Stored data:
<<<<

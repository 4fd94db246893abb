//! Value objects - immutable types compared by value.

mod affection;
mod direction;
mod directive;
mod mood;
mod vec2;

pub use affection::{Affection, AffectionBand};
pub use direction::Direction;
pub use directive::BehaviorDirective;
pub use mood::NpcMood;
pub use vec2::Vec2;
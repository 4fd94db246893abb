//! Error types for port operations.

/// Repository operation errors with context for debugging.
#[derive(Debug, thiserror::Error)]
pub enum RepoError {
    /// Database operation failed - includes operation name for tracing.
    #[error("Database error in {operation}: {message}")]
    Database {
        operation: &'static str,
        message: String,
    },

    /// Stored value could not be decoded.
    #[error("Serialization error: {0}")]
    Serialization(String),
}

impl RepoError {
    /// Create a Database error with operation context.
    pub fn database(operation: &'static str, message: impl ToString) -> Self {
        Self::Database {
            operation,
            message: message.to_string(),
        }
    }

    pub fn serialization(message: impl ToString) -> Self {
        Self::Serialization(message.to_string())
    }
}

#[derive(Debug, Clone, thiserror::Error)]
pub enum LlmError {
    /// Rejected before any network call.
    #[error("Please set your Claude API key in Settings first.")]
    MissingCredential,
    #[error("LLM request failed: {0}")]
    RequestFailed(String),
    /// Non-2xx answer; `message` is the provider's error text when present.
    #[error("{message}")]
    Status { status: u16, message: String },
    #[error("LLM request timed out after {0}s")]
    Timeout(u64),
    #[error("Invalid response: {0}")]
    InvalidResponse(String),
}

impl LlmError {
    pub fn status_code(&self) -> Option<u16> {
        match self {
            Self::Status { status, .. } => Some(*status),
            _ => None,
        }
    }
}
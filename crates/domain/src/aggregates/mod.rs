//! Aggregates - mutable roots that enforce invariants across entities.

mod session;

pub use session::{ActionRequest, SessionSnapshot, SessionState, FAILED_EXCHANGE_SPEECH};
//! Entities - static content and records.

mod exchange;
mod mission;
mod scene;

pub use exchange::{ExchangeContext, ExchangeKind, ExchangeTicket, MergeOutcome, NpcReaction};
pub use mission::{InteractionRecord, Mission, MissionAnalysis};
pub use scene::{ObjectShape, PlayerAction, SceneDefinition, SceneObject, WeatherEffect};
impl SessionState {
    // =========================================================================
    // Lifecycle
    // =========================================================================

    pub fn new(catalog: Arc<Catalog>, config: SimulationConfig) -> Self {
        let scene = catalog.scene(0).clone();
        let world = World::spawn(&scene, &config);
        Self {
            catalog,
            config,
            clock: FrameClock::new(),
            mission_index: 0,
            affection: Affection::default(),
            interaction_count: 0,
            mood: NpcMood::Neutral,
            analysis: None,
            mission_complete: false,
            game_started: false,
            history: Vec::new(),
            scene,
            world,
            loading: false,
            in_flight: None,
            epoch: 0,
            last_error: None,
        }
    }

    /// Back to the first mission with zero affection.
    pub fn reset(&mut self) {
        self.epoch += 1;
        self.mission_index = 0;
        self.affection = Affection::default();
        self.mood = NpcMood::Neutral;
        self.last_error = None;
        self.clear_mission_state();
        self.scene = self.catalog.scene(0).clone();
        self.world = World::spawn(&self.scene, &self.config);
    }

    /// (Re)start the current mission. Affection and mood carry over.
    pub fn start_mission(&mut self) {
        self.epoch += 1;
        self.last_error = None;
        self.clear_mission_state();
        self.scene = self.catalog.scene(self.mission_index).clone();
        self.world = World::spawn(&self.scene, &self.config);
        self.game_started = true;
    }

    /// Move to the next mission. Returns false (and changes nothing) at the last one.
    pub fn advance_to_next_mission(&mut self) -> bool {
        if self.catalog.is_last_mission(self.mission_index) {
            return false;
        }
        self.mission_index += 1;
        self.start_mission();
        true
    }

    /// Resume from persisted progress; out-of-range values are clamped.
    pub fn restore_progress(&mut self, mission_index: usize, affection: i32) {
        self.mission_index = self.catalog.clamp_index(mission_index);
        self.affection = Affection::new(affection);
        self.start_mission();
    }

    fn clear_mission_state(&mut self) {
        self.interaction_count = 0;
        self.history.clear();
        self.analysis = None;
        self.mission_complete = false;
        self.loading = false;
        self.in_flight = None;
    }

    // =========================================================================
    // Frame loop
    // =========================================================================

    pub fn set_joystick(&mut self, input: Vec2) {
        self.world.set_joystick(input);
    }

    /// Advance the world by one frame of (unsanitized) wall-clock delta.
    pub fn tick(&mut self, raw_dt: f32) -> TickReport {
        let dt = self.clock.advance(raw_dt, self.config.max_frame_dt);
        self.world.tick(dt, &self.scene, &self.config)
    }

    /// Route an NPC to a point in the scene.
    pub fn send_npc_to(&mut self, target: Vec2) {
        let target = clamp_to_bounds(target, self.config.character_radius);
        self.world.npc.walk_to(target);
    }

    // =========================================================================
    // Action exchanges
    // =========================================================================

    /// Check and claim the in-flight slot for a player action.
    ///
    /// On success the player's action caption is shown and `loading` is set.
    pub fn admit_action(&mut self, request: ActionRequest) -> Result<ExchangeTicket, DomainError> {
        if self.loading {
            return Err(DomainError::ExchangeInFlight);
        }
        if self.mission_complete {
            return Err(DomainError::invalid_state_transition(
                "mission already completed",
            ));
        }

        let action = match request {
            ActionRequest::Catalog(id) => self
                .scene
                .find_action(&id)
                .cloned()
                .ok_or_else(|| DomainError::not_found("PlayerAction", id))?,
            ActionRequest::FreeText(text) => {
                let text = text.trim();
                if text.is_empty() {
                    return Err(DomainError::validation("message cannot be empty"));
                }
                PlayerAction::free_text(text)
            }
        };

        if action.requires_proximity && !self.world.near_npc {
            return Err(DomainError::out_of_range(action.label));
        }

        self.world
            .action_text
            .show(action.label.clone(), self.config.action_text_duration);
        Ok(self.claim(ExchangeKind::Action { action }))
    }

    /// Fold a successful reaction into the session.
    pub fn merge_reaction(
        &mut self,
        ticket: &ExchangeTicket,
        reaction: NpcReaction,
        now: DateTime<Utc>,
    ) -> MergeOutcome {
        if !self.owns(ticket) {
            return MergeOutcome::Stale;
        }
        let Some(action) = ticket.action() else {
            return MergeOutcome::Stale;
        };

        let speech_duration = self.config.speech_duration(&reaction.dialogue);
        self.world.speech.show(reaction.dialogue.clone(), speech_duration);
        self.mood = reaction.mood;
        self.world.npc.apply_directive(reaction.directive, &self.config);

        let before = self.affection;
        self.affection = before.apply(reaction.affection_delta);
        self.world.badge.show(
            self.affection.value() - before.value(),
            self.config.affection_badge_duration,
        );

        self.history.push(InteractionRecord {
            action_id: action.id.clone(),
            action_label: action.label.clone(),
            npc_dialogue: reaction.dialogue,
            npc_mood: reaction.mood,
            timestamp: now,
        });
        self.interaction_count += 1;

        self.release();
        MergeOutcome::Applied
    }

    /// Record a transport failure: the NPC shows "..." and the player sees `message`.
    pub fn merge_failure(&mut self, ticket: &ExchangeTicket, message: impl Into<String>) -> MergeOutcome {
        if !self.owns(ticket) {
            return MergeOutcome::Stale;
        }
        self.last_error = Some(message.into());
        let duration = self.config.speech_duration(FAILED_EXCHANGE_SPEECH);
        self.world.speech.show(FAILED_EXCHANGE_SPEECH, duration);
        self.release();
        MergeOutcome::Applied
    }

    // =========================================================================
    // Mission completion
    // =========================================================================

    /// Claim the in-flight slot for the end-of-mission analysis.
    ///
    /// Only the interaction count gates completion; affection does not.
    pub fn admit_completion(&mut self) -> Result<ExchangeTicket, DomainError> {
        if self.loading {
            return Err(DomainError::ExchangeInFlight);
        }
        if self.mission_complete {
            return Err(DomainError::invalid_state_transition(
                "mission already completed",
            ));
        }
        let threshold = self.mission().completion_threshold;
        if !self.mission().can_complete(self.interaction_count) {
            return Err(DomainError::threshold_not_met(
                self.interaction_count,
                threshold,
            ));
        }

        self.mission_complete = true;
        Ok(self.claim(ExchangeKind::MissionAnalysis))
    }

    /// Apply an analysis (real or fallback) and release the slot.
    pub fn merge_analysis(&mut self, ticket: &ExchangeTicket, analysis: MissionAnalysis) -> MergeOutcome {
        if !self.owns(ticket) || ticket.kind != ExchangeKind::MissionAnalysis {
            return MergeOutcome::Stale;
        }
        self.affection = self.affection.apply(analysis.affection_change);
        self.mood = analysis.npc_mood;
        self.analysis = Some(analysis);
        self.release();
        MergeOutcome::Applied
    }

    // =========================================================================
    // Errors surfaced to the player
    // =========================================================================

    pub fn report_error(&mut self, message: impl Into<String>) {
        self.last_error = Some(message.into());
    }

    pub fn clear_error(&mut self) {
        self.last_error = None;
    }

    // =========================================================================
    // Accessors
    // =========================================================================

    pub fn catalog(&self) -> &Catalog {
        &self.catalog
    }

    pub fn config(&self) -> &SimulationConfig {
        &self.config
    }

    pub fn mission_index(&self) -> usize {
        self.mission_index
    }

    pub fn mission(&self) -> &Mission {
        self.catalog.mission(self.mission_index)
    }

    pub fn affection(&self) -> Affection {
        self.affection
    }

    pub fn interaction_count(&self) -> u32 {
        self.interaction_count
    }

    pub fn mood(&self) -> NpcMood {
        self.mood
    }

    pub fn analysis(&self) -> Option<&MissionAnalysis> {
        self.analysis.as_ref()
    }

    pub fn is_mission_complete(&self) -> bool {
        self.mission_complete
    }

    pub fn game_started(&self) -> bool {
        self.game_started
    }

    pub fn history(&self) -> &[InteractionRecord] {
        &self.history
    }

    pub fn scene(&self) -> &SceneDefinition {
        &self.scene
    }

    pub fn world(&self) -> &World {
        &self.world
    }

    pub fn is_loading(&self) -> bool {
        self.loading
    }

    pub fn in_flight(&self) -> Option<ExchangeId> {
        self.in_flight
    }

    pub fn epoch(&self) -> u64 {
        self.epoch
    }

    pub fn last_error(&self) -> Option<&str> {
        self.last_error.as_deref()
    }

    pub fn frame(&self) -> u64 {
        self.clock.frame()
    }

    /// Read-only view for the presentation layer.
    pub fn snapshot(&self) -> SessionSnapshot {
        let mission = self.mission();
        SessionSnapshot {
            frame: self.clock.frame(),
            elapsed: self.clock.elapsed(),
            epoch: self.epoch,
            game_started: self.game_started,
            mission_index: self.mission_index,
            mission_count: self.catalog.mission_count(),
            mission: mission.clone(),
            can_complete: !self.mission_complete && mission.can_complete(self.interaction_count),
            has_next_mission: !self.catalog.is_last_mission(self.mission_index),
            affection: self.affection.value(),
            interaction_count: self.interaction_count,
            mood: self.mood,
            mood_emoji: self.mood.emoji(),
            loading: self.loading,
            mission_complete: self.mission_complete,
            analysis: self.analysis.clone(),
            history: self.history.clone(),
            scene: self.scene.clone(),
            world: self.world.clone(),
            speech: self.world.speech.text().map(str::to_string),
            action_text: self.world.action_text.text().map(str::to_string),
            affection_badge: self.world.badge.label(),
            last_error: self.last_error.clone(),
        }
    }

    // =========================================================================
    // Internals
    // =========================================================================

    fn claim(&mut self, kind: ExchangeKind) -> ExchangeTicket {
        let id = ExchangeId::new();
        self.loading = true;
        self.in_flight = Some(id);
        self.last_error = None;
        ExchangeTicket {
            id,
            epoch: self.epoch,
            kind,
            context: ExchangeContext {
                mission: self.mission().clone(),
                affection: self.affection,
                mood: self.mood,
                history: self.history.clone(),
                player_name: None,
            },
        }
    }

    fn owns(&self, ticket: &ExchangeTicket) -> bool {
        ticket.epoch == self.epoch && self.in_flight == Some(ticket.id)
    }

    fn release(&mut self) {
        self.loading = false;
        self.in_flight = None;
    }
}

>>>>

# [Work instructions]
For the string "with", filter the data and copy out each line where it occurs.

# [Your solution]
/// Repository operation errors with context for debugging.
    /// Create a Database error with operation context.
    /// Back to the first mission with zero affection.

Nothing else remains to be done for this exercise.